Laura telah kembali seperti saat dulu, keceriaannya terlihat kembali.
Keduanya saling tatap dan saling lempar senyuman, Revan meraih kedua tangan Laura menggenggamnya erat dan mengecupnya penuh cinta.
"terimakasih untuk kesempatannya, aku akan lebih baik dari kemarin"
Laura mengangguk pancaran kebahagiaan terlihat jelas diwajah Laura, Revan menarik tubuh ramping dihadapannya kedalam dekapannya.

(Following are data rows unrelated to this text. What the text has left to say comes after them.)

use certtrack_core::{
    CertificationStatus, CertificationUpdate, EngineConfig, FixedClock, LateReminderPolicy,
    NewCertification, ReminderEvent, UserProfile,
};
use certtrack_lifecycle::{
    CertificationEngine, Notifier, NotifyError, Renewal, ReminderNotice, SweepReport,
};
use certtrack_storage::{CertificationStore, SqliteStore};
use chrono::NaiveDate;
use std::cell::RefCell;

fn date(raw: &str) -> NaiveDate {
    NaiveDate::parse_from_str(raw, "%Y-%m-%d").expect("valid date")
}

fn engine_with(config: EngineConfig, today: &str) -> CertificationEngine<FixedClock> {
    CertificationEngine::new(config, FixedClock::on(date(today))).expect("engine")
}

fn engine_on(today: &str) -> CertificationEngine<FixedClock> {
    engine_with(EngineConfig::default(), today)
}

fn seed(store: &SqliteStore, owner: &str, id: &str, expiration: &str) {
    engine_on("2024-06-01")
        .create_with_id(
            store,
            owner,
            id,
            NewCertification {
                name: "Security+".to_string(),
                provider: "CompTIA".to_string(),
                issue_date: Some(date("2021-12-31")),
                expiration_date: Some(date(expiration)),
                ..NewCertification::default()
            },
        )
        .expect("seed certification");
}

#[derive(Default)]
struct RecordingNotifier {
    notices: RefCell<Vec<ReminderNotice>>,
}

impl Notifier for RecordingNotifier {
    fn deliver(&self, notice: &ReminderNotice) -> Result<(), NotifyError> {
        self.notices.borrow_mut().push(notice.clone());
        Ok(())
    }
}

struct FailingNotifier;

impl Notifier for FailingNotifier {
    fn deliver(&self, _notice: &ReminderNotice) -> Result<(), NotifyError> {
        Err(NotifyError::Delivery("mail relay unavailable".to_string()))
    }
}

fn sent_offsets(store: &SqliteStore, owner: &str, id: &str) -> Vec<u32> {
    store
        .reminders(owner, id)
        .expect("reminders")
        .into_iter()
        .filter(|reminder| reminder.sent)
        .map(|reminder| reminder.days_before_expiration)
        .collect()
}

#[test]
fn sweep_delivers_due_reminders_once() {
    let store = SqliteStore::open_in_memory().expect("store");
    seed(&store, "user-1", "cert-1", "2024-12-31");
    store
        .put_profile(&UserProfile {
            user_id: "user-1".to_string(),
            email: "ada@example.com".to_string(),
            name: "Ada".to_string(),
        })
        .expect("profile");

    let engine = engine_on("2024-11-01");
    let notifier = RecordingNotifier::default();
    let report = engine.sweep(&store, &notifier).expect("sweep");

    assert_eq!(report.reminders_delivered, 2);
    assert_eq!(report.status_transitions, 0);
    assert_eq!(report.owners_processed, 1);
    assert_eq!(report.summaries_written, 1);

    let notices = notifier.notices.borrow();
    let offsets = notices
        .iter()
        .map(|notice| notice.days_before_expiration)
        .collect::<Vec<_>>();
    assert_eq!(offsets, vec![90, 60]);
    assert_eq!(notices[1].subject(), "Security+ expires in 60 days");
    assert_eq!(
        notices[0].recipient.as_ref().map(|profile| profile.email.as_str()),
        Some("ada@example.com")
    );
    drop(notices);

    let record = store
        .certification("user-1", "cert-1")
        .expect("load")
        .expect("record present");
    assert_eq!(record.reminders_sent, 2);
    let mut sent = sent_offsets(&store, "user-1", "cert-1");
    sent.sort();
    assert_eq!(sent, vec![60, 90]);

    let again = engine.sweep(&store, &notifier).expect("second sweep");
    assert_eq!(again.reminders_delivered, 0);
    assert_eq!(notifier.notices.borrow().len(), 2);
}

#[test]
fn sweep_persists_status_transitions_and_summary() {
    let store = SqliteStore::open_in_memory().expect("store");
    seed(&store, "user-1", "cert-1", "2024-12-31");
    seed(&store, "user-1", "cert-2", "2024-06-15");

    let engine = engine_on("2024-12-05");
    let notifier = RecordingNotifier::default();
    let report = engine.sweep(&store, &notifier).expect("sweep");

    assert_eq!(report.certifications_checked, 2);
    assert_eq!(report.status_transitions, 2);
    assert_eq!(report.reminders_delivered, 6);

    let first = store
        .certification("user-1", "cert-1")
        .expect("load")
        .expect("present");
    assert_eq!(first.status, CertificationStatus::Expiring);
    let second = store
        .certification("user-1", "cert-2")
        .expect("load")
        .expect("present");
    assert_eq!(second.status, CertificationStatus::Expired);

    let expired = store
        .certifications_by_status("user-1", CertificationStatus::Expired, None)
        .expect("status index");
    assert_eq!(expired.len(), 1);
    assert_eq!(expired[0].id, "cert-2");

    let summary = store
        .analytics_summary("user-1", "2024-12")
        .expect("load summary")
        .expect("summary present");
    assert_eq!(summary.expiring_count, 1);
    assert_eq!(summary.expired_count, 1);

    let quiet = engine.sweep(&store, &notifier).expect("second sweep");
    assert_eq!(quiet.status_transitions, 0);
    assert_eq!(quiet.reminders_delivered, 0);
}

#[test]
fn skip_policy_leaves_stale_reminders_undelivered() {
    let store = SqliteStore::open_in_memory().expect("store");
    seed(&store, "user-1", "cert-1", "2024-12-31");

    let config = EngineConfig {
        late_reminders: LateReminderPolicy::Skip,
        late_grace_days: 3,
        ..EngineConfig::default()
    };
    let engine = engine_with(config, "2024-11-02");
    let notifier = RecordingNotifier::default();
    let report = engine.sweep(&store, &notifier).expect("sweep");

    assert_eq!(report.reminders_delivered, 1);
    assert_eq!(report.reminders_skipped_late, 1);
    assert_eq!(sent_offsets(&store, "user-1", "cert-1"), vec![60]);
}

#[test]
fn failed_delivery_is_retried_on_the_next_sweep() {
    let store = SqliteStore::open_in_memory().expect("store");
    seed(&store, "user-1", "cert-1", "2024-12-31");
    let engine = engine_on("2024-11-01");

    let failed = engine.sweep(&store, &FailingNotifier).expect("sweep");
    assert_eq!(failed.reminders_failed, 2);
    assert_eq!(failed.reminders_delivered, 0);
    assert!(sent_offsets(&store, "user-1", "cert-1").is_empty());
    assert_eq!(
        store
            .certification("user-1", "cert-1")
            .expect("load")
            .expect("present")
            .reminders_sent,
        0
    );

    let notifier = RecordingNotifier::default();
    let retried = engine.sweep(&store, &notifier).expect("retry sweep");
    assert_eq!(retried.reminders_delivered, 2);
}

#[test]
fn orphaned_and_renewed_reminders_are_cleared() {
    let store = SqliteStore::open_in_memory().expect("store");
    seed(&store, "user-1", "cert-1", "2024-12-31");
    store
        .put_reminders(&[ReminderEvent {
            certification_id: "ghost".to_string(),
            owner: "user-1".to_string(),
            days_before_expiration: 30,
            scheduled_for: date("2024-10-01"),
            sent: false,
            sent_at: None,
        }])
        .expect("orphan reminder");

    let renewing = engine_on("2024-10-15");
    let outcome = renewing
        .renew(
            &store,
            "user-1",
            "cert-1",
            Renewal {
                expiration_date: Some(date("2027-12-31")),
                ..Renewal::default()
            },
        )
        .expect("renew");
    store
        .put_reminders(&[ReminderEvent {
            certification_id: "cert-1".to_string(),
            owner: "user-1".to_string(),
            days_before_expiration: 90,
            scheduled_for: date("2024-10-02"),
            sent: false,
            sent_at: None,
        }])
        .expect("stale reminder");

    let notifier = RecordingNotifier::default();
    let report = renewing.sweep(&store, &notifier).expect("sweep");

    assert_eq!(
        report,
        SweepReport {
            owners_processed: 1,
            certifications_checked: 2,
            status_transitions: 0,
            summaries_written: 1,
            reminders_delivered: 0,
            reminders_failed: 0,
            reminders_skipped_late: 0,
            reminders_skipped_renewed: 1,
            orphan_reminders_removed: 1,
        }
    );
    assert!(notifier.notices.borrow().is_empty());
    assert!(store.reminders("user-1", "ghost").expect("reminders").is_empty());
    assert!(store.reminders("user-1", "cert-1").expect("reminders").is_empty());
    assert_eq!(
        store
            .reminders("user-1", &outcome.successor.record.id)
            .expect("reminders")
            .len(),
        3
    );
}

#[test]
fn moved_expiration_drops_previously_due_reminders() {
    let store = SqliteStore::open_in_memory().expect("store");
    seed(&store, "user-1", "cert-1", "2024-12-31");

    let engine = engine_on("2024-11-01");
    engine
        .update(
            &store,
            "user-1",
            "cert-1",
            vec![CertificationUpdate::SetExpirationDate(date("2025-12-31"))],
        )
        .expect("push expiration out");

    let notifier = RecordingNotifier::default();
    let report = engine.sweep(&store, &notifier).expect("sweep");
    assert_eq!(report.reminders_delivered, 0);
    assert!(sent_offsets(&store, "user-1", "cert-1").is_empty());
}

#[test]
fn unchanged_schedule_is_not_delivered_twice() {
    let store = SqliteStore::open_in_memory().expect("store");
    seed(&store, "user-1", "cert-1", "2024-12-31");

    let engine = engine_on("2024-11-05");
    let notifier = RecordingNotifier::default();
    let first = engine.sweep(&store, &notifier).expect("first sweep");
    assert_eq!(first.reminders_delivered, 2);

    let written = engine
        .update(
            &store,
            "user-1",
            "cert-1",
            vec![CertificationUpdate::SetExpirationDate(date("2024-12-31"))],
        )
        .expect("same-date edit");
    let carried = written
        .reminders
        .expect("regenerated")
        .iter()
        .filter(|reminder| reminder.sent)
        .count();
    assert_eq!(carried, 2);

    engine
        .regenerate_reminders(&store, &written.record)
        .expect("explicit regeneration");

    let second = engine.sweep(&store, &notifier).expect("second sweep");
    assert_eq!(second.reminders_delivered, 0);
    assert_eq!(notifier.notices.borrow().len(), 2);
    assert_eq!(
        store
            .certification("user-1", "cert-1")
            .expect("load")
            .expect("present")
            .reminders_sent,
        2
    );
}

Hangat mentari menambah kehangatan dibalik kerinduan yang lama terpendam diantara keduanya.
"jangan pergi lagi, aku mau kita selalu bersama"
Laura melepaskan pelukan Revan, menatap lembut mata lelaki yang dicintainya.
"apa"
"pa-pa-h-mu"
Laura memainkan isyarat komunikasinya.
"itu urusan ku, tenanglah"
Laura mengangguk, berusaha percaya dengan ucapan Revan.
Revan membawa Laura berkeliling kota Palembang, Revan masih ada waktu 2 hari sebelum akhirnya harus kembali ke kantor.
Langkah kompak keduanya dan senyuman juga tawa menunjukan bahwa bahagia sedang tercipta untuk mereka.
"aku harus membawa mu ke suatu tempat, kamu mau"
"hemm...
"mau atau gak"
Laura mengangguk, Revan tersenyum setidaknya Laura mau menerima ajakannya meski Revan tak tahu akan seperti apa akhirnya nanti.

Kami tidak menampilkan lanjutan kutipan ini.